What is needed:
Every entry below should be printed exactly.

Material shown:

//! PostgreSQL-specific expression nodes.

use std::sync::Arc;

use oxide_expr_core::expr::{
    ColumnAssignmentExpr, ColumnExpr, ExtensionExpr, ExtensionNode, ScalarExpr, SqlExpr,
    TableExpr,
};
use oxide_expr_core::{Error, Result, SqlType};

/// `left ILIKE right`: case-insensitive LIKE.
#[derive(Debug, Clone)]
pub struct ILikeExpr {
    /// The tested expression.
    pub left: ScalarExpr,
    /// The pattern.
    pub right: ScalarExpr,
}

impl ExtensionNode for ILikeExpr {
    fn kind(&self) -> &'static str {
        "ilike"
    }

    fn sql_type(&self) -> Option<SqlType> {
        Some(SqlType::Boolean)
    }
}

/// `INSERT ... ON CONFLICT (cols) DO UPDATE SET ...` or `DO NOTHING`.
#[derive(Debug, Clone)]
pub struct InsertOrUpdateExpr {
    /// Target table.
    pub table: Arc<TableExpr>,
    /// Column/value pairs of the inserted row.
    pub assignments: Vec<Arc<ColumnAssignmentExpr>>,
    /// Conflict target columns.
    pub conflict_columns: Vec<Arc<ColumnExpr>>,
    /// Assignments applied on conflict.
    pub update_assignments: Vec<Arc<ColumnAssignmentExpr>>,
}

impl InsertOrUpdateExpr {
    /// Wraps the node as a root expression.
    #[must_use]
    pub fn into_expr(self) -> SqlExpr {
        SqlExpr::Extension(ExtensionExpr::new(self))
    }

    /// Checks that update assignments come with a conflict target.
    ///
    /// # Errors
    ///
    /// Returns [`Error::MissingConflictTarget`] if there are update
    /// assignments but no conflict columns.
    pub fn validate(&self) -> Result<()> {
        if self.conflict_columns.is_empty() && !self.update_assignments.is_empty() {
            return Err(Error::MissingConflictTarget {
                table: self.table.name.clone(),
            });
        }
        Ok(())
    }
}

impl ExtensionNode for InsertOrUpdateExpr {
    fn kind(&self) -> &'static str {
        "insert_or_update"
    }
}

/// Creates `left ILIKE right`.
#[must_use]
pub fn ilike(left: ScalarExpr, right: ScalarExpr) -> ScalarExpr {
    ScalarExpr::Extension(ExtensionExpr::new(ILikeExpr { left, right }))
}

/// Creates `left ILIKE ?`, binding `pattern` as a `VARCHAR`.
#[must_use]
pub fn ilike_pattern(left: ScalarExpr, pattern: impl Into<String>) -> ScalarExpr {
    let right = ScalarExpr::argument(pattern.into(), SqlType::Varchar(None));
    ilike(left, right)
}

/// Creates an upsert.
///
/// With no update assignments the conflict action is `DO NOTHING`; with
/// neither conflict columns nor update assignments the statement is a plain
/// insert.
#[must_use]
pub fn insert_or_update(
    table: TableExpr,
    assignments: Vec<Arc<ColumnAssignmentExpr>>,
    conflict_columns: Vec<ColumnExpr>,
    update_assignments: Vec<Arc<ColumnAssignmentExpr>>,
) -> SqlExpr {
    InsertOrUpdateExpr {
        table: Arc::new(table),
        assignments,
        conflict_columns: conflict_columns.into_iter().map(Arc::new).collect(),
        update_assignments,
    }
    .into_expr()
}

Task output:
//! PostgreSQL-specific expression nodes.

use std::sync::Arc;

use oxide_expr_core::expr::{
    ColumnAssignmentExpr, ColumnExpr, ExtensionExpr, ExtensionNode, ScalarExpr, SqlExpr,
    TableExpr,
};
use oxide_expr_core::{Error, Result, SqlType};

/// `left ILIKE right`: case-insensitive LIKE.
#[derive(Debug, Clone)]
pub struct ILikeExpr {
    /// The tested expression.
    pub left: ScalarExpr,
    /// The pattern.
    pub right: ScalarExpr,
}

impl ExtensionNode for ILikeExpr {
    fn kind(&self) -> &'static str {
        "ilike"
    }

    fn sql_type(&self) -> Option<SqlType> {
        Some(SqlType::Boolean)
    }
}

/// `INSERT ... ON CONFLICT (cols) DO UPDATE SET ...` or `DO NOTHING`.
#[derive(Debug, Clone)]
pub struct InsertOrUpdateExpr {
    /// Target table.
    pub table: Arc<TableExpr>,
    /// Column/value pairs of the inserted row.
    pub assignments: Vec<Arc<ColumnAssignmentExpr>>,
    /// Conflict target columns.
    pub conflict_columns: Vec<Arc<ColumnExpr>>,
    /// Assignments applied on conflict.
    pub update_assignments: Vec<Arc<ColumnAssignmentExpr>>,
}

impl InsertOrUpdateExpr {
    /// Wraps the node as a root expression.
    #[must_use]
    pub fn into_expr(self) -> SqlExpr {
        SqlExpr::Extension(ExtensionExpr::new(self))
    }

    /// Checks that update assignments come with a conflict target.
    ///
    /// # Errors
    ///
    /// Returns [`Error::MissingConflictTarget`] if there are update
    /// assignments but no conflict columns.
    pub fn validate(&self) -> Result<()> {
        if self.conflict_columns.is_empty() && !self.update_assignments.is_empty() {
            return Err(Error::MissingConflictTarget {
                table: self.table.name.clone(),
            });
        }
        Ok(())
    }
}

impl ExtensionNode for InsertOrUpdateExpr {
    fn kind(&self) -> &'static str {
        "insert_or_update"
    }
}

/// Creates `left ILIKE right`.
#[must_use]
pub fn ilike(left: ScalarExpr, right: ScalarExpr) -> ScalarExpr {
    ScalarExpr::Extension(ExtensionExpr::new(ILikeExpr { left, right }))
}

/// Creates `left ILIKE ?`, binding `pattern` as a `VARCHAR`.
#[must_use]
pub fn ilike_pattern(left: ScalarExpr, pattern: impl Into<String>) -> ScalarExpr {
    let right = ScalarExpr::argument(pattern.into(), SqlType::Varchar(None));
    ilike(left, right)
}

/// Creates an upsert.
///
/// With no update assignments the conflict action is `DO NOTHING`; with
/// neither conflict columns nor update assignments the statement is a plain
/// insert.
#[must_use]
pub fn insert_or_update(
    table: TableExpr,
    assignments: Vec<Arc<ColumnAssignmentExpr>>,
    conflict_columns: Vec<ColumnExpr>,
    update_assignments: Vec<Arc<ColumnAssignmentExpr>>,
) -> SqlExpr {
    InsertOrUpdateExpr {
        table: Arc::new(table),
        assignments,
        conflict_columns: conflict_columns.into_iter().map(Arc::new).collect(),
        update_assignments,
    }
    .into_expr()
}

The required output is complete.